Monday, December 5, 2022

Remembering Indigenous history

By Bryn Fawn

Last weekend, many Plattsburgh students eagerly migrated home for the long awaited Indigenous Peoples’ break. Many teachers canceled classes on Friday as well, permitting students to extend their break. Instagram, Facebook and Twitter were filled with posts of students’ time away and their fun activities. But, how does this relate to Indigenous people of the Americas at all? 

The break took place, officially, from Oct. 8 to Oct. 11. Before the break, there was no email sent about the holiday. No message from President Enyedi and nothing in the student digest. The closest was a schedule for the food venues on campus during break, most being closed aside from Clinton Dining Hall. 

Indigenous Peoples’ Day was originally denominated as Columbus Day, sharing the history of how the Americas were “discovered.” History has been twisted over the years, clouding the truth. In actuality, it was more likely vikings who originally “discovered” the Americas, but even then there were still Indigenous people. There is still discussion and theorizing on how those indigenous people and their ancestors originally arrived to the Americas. 

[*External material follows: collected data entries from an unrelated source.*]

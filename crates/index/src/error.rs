//! Error types for the hmhews-index crate.

use hmhews_sources::SourceError;

/// Error type for hazard index configuration and construction.
#[derive(Debug, Clone, PartialEq, thiserror::Error)]
pub enum IndexError {
    /// Returned when configuration is invalid.
    #[error("invalid index configuration: {reason}")]
    InvalidConfig {
        /// Description of the problem.
        reason: String,
    },

    /// Returned when a scale has `max <= min` or non-finite bounds.
    #[error("invalid scale [{min}, {max}]")]
    InvalidScale {
        /// Lower bound.
        min: f64,
        /// Upper bound.
        max: f64,
    },

    /// Returned when a threshold lies outside its scale.
    #[error("threshold {value} outside [0, {scale_max}]")]
    InvalidThreshold {
        /// Configured threshold.
        value: f64,
        /// Upper end of the threshold's scale.
        scale_max: f64,
    },

    /// Source lookup failed.
    #[error(transparent)]
    Source(#[from] SourceError),
}

#[cfg(test)]
mod tests {
    use super::*;

    #[test]
    fn test_invalid_config_display() {
        let err = IndexError::InvalidConfig {
            reason: "no sources".to_string(),
        };
        assert_eq!(err.to_string(), "invalid index configuration: no sources");
    }

    #[test]
    fn test_invalid_scale_display() {
        let err = IndexError::InvalidScale { min: 5.0, max: 1.0 };
        assert_eq!(err.to_string(), "invalid scale [5, 1]");
    }

    #[test]
    fn test_invalid_threshold_display() {
        let err = IndexError::InvalidThreshold {
            value: 11.0,
            scale_max: 10.0,
        };
        assert_eq!(err.to_string(), "threshold 11 outside [0, 10]");
    }

    #[test]
    fn test_source_error_is_transparent() {
        let err: IndexError = SourceError::UnknownSource {
            source_id: "gfs".to_string(),
        }
        .into();
        assert_eq!(err.to_string(), "unknown hazard source 'gfs'");
    }
}
use thiserror::Error;

/// Errors produced while generating or analysing a dataset.
#[derive(Error, Debug)]
pub enum SimError {
    #[error("invalid configuration: {0}")]
    InvalidConfiguration(String),

    #[error("could not {context}")]
    PersistenceFailure {
        context: String,
        #[source]
        source: std::io::Error,
    },

    #[error("dataset sink is already closed, refusing to append")]
    SinkClosed,

    #[error("dataset file ends in a partially written line, refusing to append")]
    SinkFailed,

    #[error("worker {worker} did not complete: {reason}")]
    ConcurrencyFailure { worker: usize, reason: String },
}

impl SimError {
    pub fn invalid(msg: impl Into<String>) -> Self {
        SimError::InvalidConfiguration(msg.into())
    }

    pub fn persistence(context: impl Into<String>, source: std::io::Error) -> Self {
        SimError::PersistenceFailure {
            context: context.into(),
            source,
        }
    }
}

pub type SimResult<T> = std::result::Result<T, SimError>;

Gary Chambers, a Democrat running for United States’ Senate in the state of Louisiana, released a TikTok over the holiday weekend titled “History Repeats Itself.” The TikTok has a Black child sharing how Christopher Columbus is his hero, and then goes on to share facts like how Columbus killed thousands with disease and stole land from its people. The TikTok, while blunt in its message, has a lot of visual irony. A white teacher encourages the student, while the child himself is a minority well-known to have suffered at the hands of white people. 

Chambers gives a small monologue at the end, stressing how children need to be taught the truth or we run the risk of repeating history, creating more tragedies. There is comfort in naivety, but there is strength in truth.

SUNY Plattsburgh did spread awareness for Black Solidarity Day. However, posters were hung in the Angell College Center and many billboards along campus. A student digest was released Oct. 5 that gave information on the event. It is the first of a hopefully yearly event, occurring on the first Monday in November. 

“This is a day to meditate on the meaning of social justice and civic engagement in what could be a multi-racial democracy.” was mentioned in the section of the student digest.

While there was no discussion for Indigenous people in America, it is not a competition to compare oppression for these minorities. It is great that campus is moving in this progressive direction and giving space for discussions such as these each year.

With a major highlight on Black students, it leads some to question the attitude toward other minorities and how their events, good and bad, are swept under the rug. Of course campus has organizations such as Title IX for bigoted actions, but it is rather ridiculous to require an act of hate to start a discussion. 

The break, of course, should have been relaxing and joyful, but as Chambers made evident: history will repeat itself if we allow it to. We cannot turn a blind eye to the misdeeds of the past, and allow space and create one if we must for discussion. Give the microphone to these affected minorities, allow them to share their thoughts.

Bureau of Indian Affairs stated on their page regarding the murders and disappearances of Indigneous people: “Statistics show us that approximately 1,500 American Indian and Alaska Native missing persons have been entered into the National Crime Information Center throughout the U.S. and approximately 2,700 cases of Murder and Nonnegligent Homicide Offenses have been reported to the Federal Government’s Uniform Crime Reporting Program. In total, there are approximately 4,200 missing and murdered cases that have gone unsolved.”

Four thousand two hundred voices left silenced, and many more to be discovered. Disappearances are a shockingly scary common occurrence, with police left twiddling their thumbs and leaving these cases to fall cold. Women are the common demographic targeted as well. 

Next Indigenous Peoples’ Day, it would be wise to take time to remember why it ever became a holiday in the first place, and who it is truly meant to celebrate. Spend time with family, enjoy a break from studies and exams but don’t forget where this nation started, who’s home this continent used to be and what we can do to make the world better day by day.